= Activity =
From the entries below, extract every line that includes the word "CompanySearch".

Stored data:

//! Company catalogs: the candidate lists handed to the search engine.
//!
//! Catalogs come from JSON, YAML, or CSV files, or from the seed YAML
//! embedded at compile time. JSON and YAML use a top-level `companies` list; CSV uses a
//! `name,ticker,lei,figi,permid` header where empty cells mean "not set".

use std::path::Path;

use serde::{Deserialize, Serialize};

use crate::company::Company;
use crate::error::SearchError;

/// Top-level structure for JSON and YAML catalog files.
#[derive(Serialize, Deserialize, Debug)]
pub struct CatalogFile {
    pub companies: Vec<Company>,
}

#[derive(Debug, Clone, Copy, PartialEq, Eq)]
pub enum CatalogFormat {
    Json,
    Yaml,
    Csv,
}

impl CatalogFormat {
    /// Detect the format from a file extension (case-insensitive).
    pub fn from_path(path: &Path) -> Result<Self, SearchError> {
        let ext = path
            .extension()
            .and_then(|ext| ext.to_str())
            .map(|ext| ext.to_lowercase());

        match ext.as_deref() {
            Some("json") => Ok(Self::Json),
            Some("yml") | Some("yaml") => Ok(Self::Yaml),
            Some("csv") => Ok(Self::Csv),
            _ => Err(SearchError::UnsupportedCatalogFormat(path.to_path_buf())),
        }
    }
}

/// Parse catalog content.
///
/// Identifier fields are trimmed and blank values become `None`. Records
/// whose name is blank are skipped with a warning.
pub fn parse_catalog(content: &str, format: CatalogFormat) -> Result<Vec<Company>, SearchError> {
    let raw: Vec<Company> = match format {
        CatalogFormat::Json => serde_json::from_str::<CatalogFile>(content)?.companies,
        CatalogFormat::Yaml => serde_yml::from_str::<CatalogFile>(content)?.companies,
        CatalogFormat::Csv => {
            let mut reader = csv::ReaderBuilder::new()
                .trim(csv::Trim::All)
                .from_reader(content.as_bytes());
            reader
                .deserialize::<Company>()
                .collect::<Result<Vec<_>, _>>()?
        }
    };

    let mut companies = Vec::with_capacity(raw.len());
    for (index, company) in raw.into_iter().enumerate() {
        let company = company.normalized();
        if company.name.is_empty() {
            tracing::warn!("Skipping catalog record {} with blank name", index + 1);
            continue;
        }
        companies.push(company);
    }

    Ok(companies)
}

/// Load a catalog file, picking the parser from its extension.
pub fn load_catalog(path: &Path) -> Result<Vec<Company>, SearchError> {
    let format = CatalogFormat::from_path(path)?;
    let content = std::fs::read_to_string(path).map_err(|source| SearchError::Io {
        path: path.to_path_buf(),
        source,
    })?;
    let companies = parse_catalog(&content, format)?;
    tracing::info!("Loaded {} companies from {}", companies.len(), path.display());
    Ok(companies)
}

/// Load the seed catalog embedded at compile time.
pub fn load_default_catalog() -> Result<Vec<Company>, SearchError> {
    let yaml_content = include_str!("../../seed_data/companies.yml");
    parse_catalog(yaml_content, CatalogFormat::Yaml)
}

#[cfg(test)]
mod tests {
    use super::*;
    use crate::identifier::IdentifierType;
    use crate::validation::is_valid_identifier;
    use std::path::PathBuf;

    #[test]
    fn test_format_from_extension() {
        assert_eq!(
            CatalogFormat::from_path(&PathBuf::from("a/companies.JSON")).unwrap(),
            CatalogFormat::Json
        );
        assert_eq!(
            CatalogFormat::from_path(&PathBuf::from("companies.yaml")).unwrap(),
            CatalogFormat::Yaml
        );
        assert_eq!(
            CatalogFormat::from_path(&PathBuf::from("companies.csv")).unwrap(),
            CatalogFormat::Csv
        );
    }

    #[test]
    fn test_format_unsupported() {
        let err = CatalogFormat::from_path(&PathBuf::from("companies.xlsx")).unwrap_err();
        assert!(matches!(err, SearchError::UnsupportedCatalogFormat(_)));
        assert!(CatalogFormat::from_path(&PathBuf::from("companies")).is_err());
    }

    #[test]
    fn test_parse_yaml() {
        let yaml = r#"
companies:
  - name: "Apple Inc."
    ticker: "AAPL"
    lei: "HWUPKR0MPOU8FGXBT394"
  - name: "Shell plc"
"#;
        let companies = parse_catalog(yaml, CatalogFormat::Yaml).unwrap();
        assert_eq!(companies.len(), 2);
        assert_eq!(companies[0].ticker.as_deref(), Some("AAPL"));
        assert!(companies[1].ticker.is_none());
    }

    #[test]
    fn test_parse_json_blank_fields_become_none() {
        let json = r#"{"companies": [{"name": "Exxon Mobil Corp", "ticker": "XOM", "figi": "  "}]}"#;
        let companies = parse_catalog(json, CatalogFormat::Json).unwrap();
        assert_eq!(companies[0].figi, None);
    }

    #[test]
    fn test_parse_csv_empty_cells() {
        let csv = "name,ticker,lei,figi,permid\n\
                   Microsoft Corp,MSFT,,BBG000BPH459,4295907168\n\
                   Private Co,,,,\n";
        let companies = parse_catalog(csv, CatalogFormat::Csv).unwrap();
        assert_eq!(companies.len(), 2);
        assert_eq!(companies[0].lei, None);
        assert_eq!(companies[0].permid.as_deref(), Some("4295907168"));
        assert_eq!(companies[1].ticker, None);
    }

    #[test]
    fn test_blank_name_skipped() {
        let yaml = r#"
companies:
  - name: "  "
    ticker: "XXX"
  - name: "Valid"
"#;
        let companies = parse_catalog(yaml, CatalogFormat::Yaml).unwrap();
        assert_eq!(companies.len(), 1);
        assert_eq!(companies[0].name, "Valid");
    }

    #[test]
    fn test_malformed_yaml() {
        let result = parse_catalog("companies: [name: ", CatalogFormat::Yaml);
        assert!(matches!(result, Err(SearchError::Yaml(_))));
    }

    #[test]
    fn test_missing_file() {
        let err = load_catalog(&PathBuf::from("does/not/exist.json")).unwrap_err();
        assert!(matches!(err, SearchError::Io { .. }));
    }

    #[test]
    fn test_load_default_catalog_identifiers_valid() {
        let companies = load_default_catalog().unwrap();
        assert!(!companies.is_empty());

        for company in &companies {
            for ty in [
                IdentifierType::Ticker,
                IdentifierType::Lei,
                IdentifierType::Figi,
                IdentifierType::Permid,
            ] {
                if let Some(value) = company.identifier(ty) {
                    assert!(
                        is_valid_identifier(value, ty),
                        "{} has invalid {}: {}",
                        company.name,
                        ty,
                        value
                    );
                }
            }
        }
    }
}
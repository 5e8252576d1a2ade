//! Multi-field company matching with confidence scoring.
//!
//! Each company is tested against [`MATCH_RULES`] in order and contributes at
//! most one result: the first rule that fires. Results are then ranked by
//! confidence, with [`IdentifierType::priority`] breaking ties.

use std::cmp::Ordering;

use serde::Serialize;

use crate::company::Company;
use crate::identifier::IdentifierType;
use crate::policy::{MatchPolicy, EXACT_MATCH_CONFIDENCE};
use crate::suggest;

/// How a rule compares the query with a company field.
#[derive(Debug, Clone, Copy, PartialEq, Eq)]
pub enum RuleKind {
    /// Field equals the query (case-insensitive).
    Exact,
    /// Field contains the query (case-insensitive).
    Partial,
}

#[derive(Debug, Clone, Copy, PartialEq, Eq)]
pub struct MatchRule {
    pub identifier_type: IdentifierType,
    pub kind: RuleKind,
}

const fn rule(identifier_type: IdentifierType, kind: RuleKind) -> MatchRule {
    MatchRule {
        identifier_type,
        kind,
    }
}

/// Rules in evaluation order. A name substring outranks a partial ticker,
/// which outranks a partial LEI.
pub const MATCH_RULES: [MatchRule; 7] = [
    rule(IdentifierType::Ticker, RuleKind::Exact),
    rule(IdentifierType::Lei, RuleKind::Exact),
    rule(IdentifierType::Figi, RuleKind::Exact),
    rule(IdentifierType::Permid, RuleKind::Exact),
    rule(IdentifierType::Name, RuleKind::Partial),
    rule(IdentifierType::Ticker, RuleKind::Partial),
    rule(IdentifierType::Lei, RuleKind::Partial),
];

/// A ranked hit for one company.
#[derive(Serialize, Debug, Clone, PartialEq)]
#[serde(rename_all = "camelCase")]
pub struct MatchResult<'a> {
    pub company: &'a Company,
    /// The company field value that triggered the match.
    pub matched_identifier: String,
    pub identifier_type: IdentifierType,
    pub confidence: f64,
}

impl MatchRule {
    /// Confidence for this rule, or `None` if it does not fire.
    ///
    /// `query` must already be trimmed and lowercased, and `query_len` is its
    /// length in characters.
    fn evaluate(
        &self,
        company: &Company,
        query: &str,
        query_len: usize,
        policy: &MatchPolicy,
    ) -> Option<f64> {
        let field = company.identifier(self.identifier_type)?.to_lowercase();

        match self.kind {
            RuleKind::Exact => (field == query).then_some(EXACT_MATCH_CONFIDENCE),
            RuleKind::Partial => {
                if query_len < policy.partial_min_query_len(self.identifier_type) {
                    return None;
                }
                if !field.contains(query) {
                    return None;
                }
                let ratio = query_len as f64 / field.chars().count() as f64;
                let cap = policy.partial_cap(self.identifier_type).clamp(0.0, 1.0);
                Some(ratio.min(cap))
            }
        }
    }
}

/// Search engine bound to a [`MatchPolicy`]. Holds no state between calls.
#[derive(Debug, Clone, Default)]
pub struct CompanySearch {
    policy: MatchPolicy,
}

impl CompanySearch {
    pub fn new(policy: MatchPolicy) -> Self {
        Self { policy }
    }

    pub fn policy(&self) -> &MatchPolicy {
        &self.policy
    }

    /// Rank `companies` against `query`.
    ///
    /// Returns an empty vec for a blank query or an empty company list.
    pub fn search<'a>(&self, companies: &'a [Company], query: &str) -> Vec<MatchResult<'a>> {
        let query = query.trim().to_lowercase();
        if query.is_empty() || companies.is_empty() {
            return Vec::new();
        }
        let query_len = query.chars().count();

        let mut results: Vec<MatchResult<'a>> = companies
            .iter()
            .filter_map(|company| self.match_company(company, &query, query_len))
            .collect();

        sort_results(&mut results);

        tracing::debug!(
            query = %query,
            candidates = companies.len(),
            hits = results.len(),
            "company search"
        );

        results
    }

    /// Autocomplete strings for `partial_query`. See [`suggest::suggestions`].
    pub fn suggestions(
        &self,
        companies: &[Company],
        partial_query: &str,
        limit: usize,
    ) -> Vec<String> {
        suggest::suggestions(companies, partial_query, limit, &self.policy)
    }

    fn match_company<'a>(
        &self,
        company: &'a Company,
        query: &str,
        query_len: usize,
    ) -> Option<MatchResult<'a>> {
        MATCH_RULES.iter().find_map(|rule| {
            let confidence = rule.evaluate(company, query, query_len, &self.policy)?;
            let matched_identifier = company.identifier(rule.identifier_type)?.to_string();
            Some(MatchResult {
                company,
                matched_identifier,
                identifier_type: rule.identifier_type,
                confidence,
            })
        })
    }
}

/// Sort by confidence (descending), then identifier priority (descending).
///
/// The sort is stable, so equal entries keep candidate order.
pub fn sort_results(results: &mut [MatchResult<'_>]) {
    results.sort_by(|a, b| {
        b.confidence
            .partial_cmp(&a.confidence)
            .unwrap_or(Ordering::Equal)
            .then_with(|| {
                b.identifier_type
                    .priority()
                    .cmp(&a.identifier_type.priority())
            })
    });
}

/// [`CompanySearch::search`] with the default policy.
pub fn search<'a>(companies: &'a [Company], query: &str) -> Vec<MatchResult<'a>> {
    CompanySearch::default().search(companies, query)
}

= Task response =
pub struct CompanySearch {
impl CompanySearch {
/// [`CompanySearch::search`] with the default policy.
    CompanySearch::default().search(companies, query)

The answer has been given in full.